Saturday, July 26, 2014

Overcoming the destruction of the ideal


According to Patricia Watwood, the late Martha Erlebacher talked about how each artist has their own unique “form sense,” that is, an inborn sense of perceptual tendencies, which they uses in making decisions about what they see or create. (American Arts, Spring, 2014). Martha believed that great art is about sex and death, with “Big Beauty” as the succor for the human condition. But alas, even Big Beauty is not enough.

A form sense or pattern sensibility also seems to apply to philosophy and philosophers. The form or pattern of theological materialism written about here, moves across a consilience of fields. If we consider beauty alone, or truth alone, or goodness alone, we can end up with hedonism, or only abstractions, or a morality that excludes truth and beauty. But it turns out that one thing does encompass these virtues and values and that is Godhood, defined as the zenith of the material evolution of truth, beauty and goodness.

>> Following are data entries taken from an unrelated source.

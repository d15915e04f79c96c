//! Guarita IP frame structure and encoding/decoding

use std::fmt;

use byteorder::{BigEndian, ByteOrder};
use bytes::{BufMut, Bytes, BytesMut};
use tracing::trace;

use crate::{
    checksum,
    command::Command,
    error::{Error, Result},
};

/// Build a checksummed frame from a hex payload
///
/// The checksum of the decoded bytes is appended as one lowercase hex byte,
/// then the whole string is converted to raw bytes.
///
/// # Errors
///
/// Returns [`Error::OddLength`] or [`Error::InvalidHex`] for malformed input.
///
/// # Examples
///
/// ```
/// use guaritaip_core::frame::build_frame;
///
/// let frame = build_frame("003d0100").unwrap();
/// assert_eq!(frame.as_ref(), &[0x00, 0x3D, 0x01, 0x00, 0x3E]);
/// ```
pub fn build_frame(hex_payload: &str) -> Result<Bytes> {
    let body = decode_hex(hex_payload)?;
    let checksum = checksum::calculate(&body);

    let framed = format!("{}{:02x}", hex_payload, checksum);
    let frame = decode_hex(&framed)?;

    trace!(payload = hex_payload, frame = %framed, "Built frame");

    Ok(Bytes::from(frame))
}

/// Drop the duplicate leading `0x00` byte some firmware revisions prepend
///
/// The input is left unchanged unless it begins with exactly two `0x00`
/// bytes. A run of three or more zero bytes is ambiguous and kept as is,
/// which makes the operation idempotent.
///
/// # Examples
///
/// ```
/// use guaritaip_core::frame::strip_leading_zero_byte;
///
/// assert_eq!(strip_leading_zero_byte("00000c0c"), "000c0c");
/// assert_eq!(strip_leading_zero_byte("000c0c"), "000c0c");
/// ```
pub fn strip_leading_zero_byte(hex_payload: &str) -> &str {
    let starts_doubled = hex_payload.get(..2) == Some("00") && hex_payload.get(2..4) == Some("00");
    let third_is_zero = hex_payload.get(4..6) == Some("00");

    if starts_doubled && !third_is_zero {
        &hex_payload[2..]
    } else {
        hex_payload
    }
}

/// Byte-level counterpart of [`strip_leading_zero_byte`] for raw replies
pub fn normalize_reply(reply: &[u8]) -> Bytes {
    let hex_reply = hex::encode(reply);
    let stripped = strip_leading_zero_byte(&hex_reply);

    if stripped.len() == hex_reply.len() {
        Bytes::copy_from_slice(reply)
    } else {
        trace!("Dropped duplicate leading zero byte from reply");
        Bytes::copy_from_slice(&reply[1..])
    }
}

fn decode_hex(hex_payload: &str) -> Result<Vec<u8>> {
    if hex_payload.len() % 2 != 0 {
        return Err(Error::OddLength {
            len: hex_payload.len(),
        });
    }

    hex::decode(hex_payload).map_err(|err| match err {
        hex::FromHexError::InvalidHexCharacter { c, index } => Error::InvalidHex {
            character: c,
            index,
        },
        _ => Error::OddLength {
            len: hex_payload.len(),
        },
    })
}

/// Guarita IP command frame
///
/// # Frame Structure
///
/// ```text
/// ┌─────────────┬─────────────┬─────────────┐
/// │   Command   │   Payload   │  Checksum   │
/// │   2 bytes   │   N bytes   │   1 byte    │
/// │  (BE u16)   │   (bytes)   │ (sum & 0xFF)│
/// └─────────────┴─────────────┴─────────────┘
/// ```
///
/// # Examples
///
/// ```
/// use guaritaip_core::{Command, Frame};
///
/// let frame = Frame::new(Command::ReadDateTime);
/// assert_eq!(frame.encode().as_ref(), &[0x00, 0x0C, 0x0C]);
/// ```
#[derive(Clone, PartialEq, Eq)]
pub struct Frame {
    /// Command code
    pub command: Command,

    /// Frame payload (command-specific data)
    pub payload: Bytes,
}

impl Frame {
    /// Command code size in bytes
    pub const CODE_SIZE: usize = 2;

    /// Smallest valid frame: code plus checksum
    pub const MIN_SIZE: usize = Self::CODE_SIZE + 1;

    /// Create a frame with empty payload
    pub fn new(command: Command) -> Self {
        Self {
            command,
            payload: Bytes::new(),
        }
    }

    /// Create a frame with payload
    ///
    /// # Examples
    ///
    /// ```
    /// use guaritaip_core::{Command, Frame};
    ///
    /// let frame = Frame::with_payload(Command::ReadReceptorFirmware, vec![0x01, 0x00]);
    /// assert_eq!(frame.size(), 5);
    /// ```
    pub fn with_payload(command: Command, payload: impl Into<Bytes>) -> Self {
        Self {
            command,
            payload: payload.into(),
        }
    }

    /// Checksum byte for this frame
    pub fn checksum(&self) -> u8 {
        let code = u16::from(self.command).to_be_bytes();
        checksum::calculate(&code).wrapping_add(checksum::calculate(&self.payload))
    }

    /// Encode frame to bytes
    pub fn encode(&self) -> BytesMut {
        let mut buf = BytesMut::with_capacity(self.size());

        buf.put_u16(self.command.into());
        buf.put_slice(&self.payload);
        buf.put_u8(self.checksum());

        buf
    }

    /// Decode a command frame
    ///
    /// # Errors
    ///
    /// Returns an error if:
    /// - Buffer is too short (< 3 bytes)
    /// - Command code is unknown
    /// - Checksum verification fails
    pub fn decode(buf: &[u8]) -> Result<Self> {
        if buf.len() < Self::MIN_SIZE {
            return Err(Error::FrameTooShort {
                expected: Self::MIN_SIZE,
                actual: buf.len(),
            });
        }

        let command = Command::try_from(BigEndian::read_u16(&buf[..Self::CODE_SIZE]))?;
        let payload = Bytes::copy_from_slice(&buf[Self::CODE_SIZE..buf.len() - 1]);
        let received = buf[buf.len() - 1];

        let frame = Self { command, payload };

        let expected = frame.checksum();
        if expected != received {
            return Err(Error::ChecksumMismatch { expected, received });
        }

        Ok(frame)
    }

    /// Get total frame size
    pub fn size(&self) -> usize {
        Self::MIN_SIZE + self.payload.len()
    }
}

impl fmt::Debug for Frame {
    fn fmt(&self, f: &mut fmt::Formatter<'_>) -> fmt::Result {
        f.debug_struct("Frame")
            .field("command", &self.command)
            .field("checksum", &format!("0x{:02X}", self.checksum()))
            .field("payload", &hex::encode(&self.payload))
            .finish()
    }
}

impl fmt::Display for Frame {
    fn fmt(&self, f: &mut fmt::Formatter<'_>) -> fmt::Result {
        write!(f, "Frame[{}](len={})", self.command, self.payload.len())
    }
}

/// Read the big-endian command echo at the start of a reply
pub fn reply_command(reply: &[u8]) -> Option<u16> {
    (reply.len() >= Frame::CODE_SIZE).then(|| BigEndian::read_u16(reply))
}
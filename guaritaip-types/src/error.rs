//! Errors raised while building typed values from device replies

pub type Result<T> = std::result::Result<T, Error>;

#[derive(Debug, Clone, PartialEq, Eq, thiserror::Error)]
pub enum Error {
    /// Well-formed field with an impossible value (e.g. 31 February)
    #[error("Validation error: {0}")]
    Validation(String),

    /// Field bytes that do not have the expected shape
    #[error("Parse error: {0}")]
    Parse(String),
}
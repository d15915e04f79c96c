//! Display identification rows
//!
//! Rows 2 and 3 of the device display are written with their own command.
//! A row is given as the hex payload that follows the command code, at most
//! 20 hex characters long.

use bytes::Bytes;

use guaritaip_core::{build_frame, constants::MAX_ROW_LEN, Command};

use crate::error::{Error, Result};

/// Which display rows to write
#[derive(Debug, Clone, Copy, PartialEq, Eq)]
pub enum DisplayRows<'a> {
    Row2(&'a str),
    Row3(&'a str),
    Both { row2: &'a str, row3: &'a str },
}

impl<'a> DisplayRows<'a> {
    /// Rows in transmission order, with their row numbers
    pub fn rows(&self) -> Vec<(u8, &'a str)> {
        match *self {
            Self::Row2(text) => vec![(2, text)],
            Self::Row3(text) => vec![(3, text)],
            Self::Both { row2, row3 } => vec![(2, row2), (3, row3)],
        }
    }

    /// Check every row before anything is sent
    pub fn validate(&self) -> Result<()> {
        for (row, text) in self.rows() {
            validate_row(row, text)?;
        }
        Ok(())
    }
}

/// Command that writes a given display row
pub fn row_command(row: u8) -> Command {
    if row == 3 {
        Command::WriteIdentificationRow3
    } else {
        Command::WriteIdentificationRow2
    }
}

fn validate_row(row: u8, text: &str) -> Result<()> {
    let len = text.chars().count();
    if len > MAX_ROW_LEN {
        return Err(Error::RowTooLong {
            row,
            len,
            max: MAX_ROW_LEN,
        });
    }

    if text.len() % 2 != 0 || !text.bytes().all(|b| b.is_ascii_hexdigit()) {
        return Err(Error::InvalidRowText { row });
    }

    Ok(())
}

/// Build the checksummed frame that writes `text` to `row`
///
/// # Examples
///
/// ```
/// use guaritaip::identification::encode_row;
///
/// let frame = encode_row(2, "ab").unwrap();
/// assert_eq!(frame.as_ref(), &[0x00, 0x01, 0xAB, 0xAC]);
/// ```
pub fn encode_row(row: u8, text: &str) -> Result<Bytes> {
    validate_row(row, text)?;

    let command = row_command(row);
    let hex_payload = format!("{:04x}{}", u16::from(command), text);

    Ok(build_frame(&hex_payload)?)
}
//! Type definitions for guaritaip

pub mod error;
pub mod firmware;
pub mod timestamp;

pub use error::{Error, Result};
pub use firmware::FirmwareVersion;
pub use timestamp::DeviceTimestamp;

This sacred ideal becomes the foundation of art philosophy, as the affirmation of the sacred, which has always defined the greatest art. But this also applies to philosophy, politics and culture in general. Pursuing a balance of truth, beauty and goodness can be an aid in a rational and humane eugenics as well, as we evolve toward Godhood in the cosmos. This is a form sense that can overcome the modern destruction of the ideal.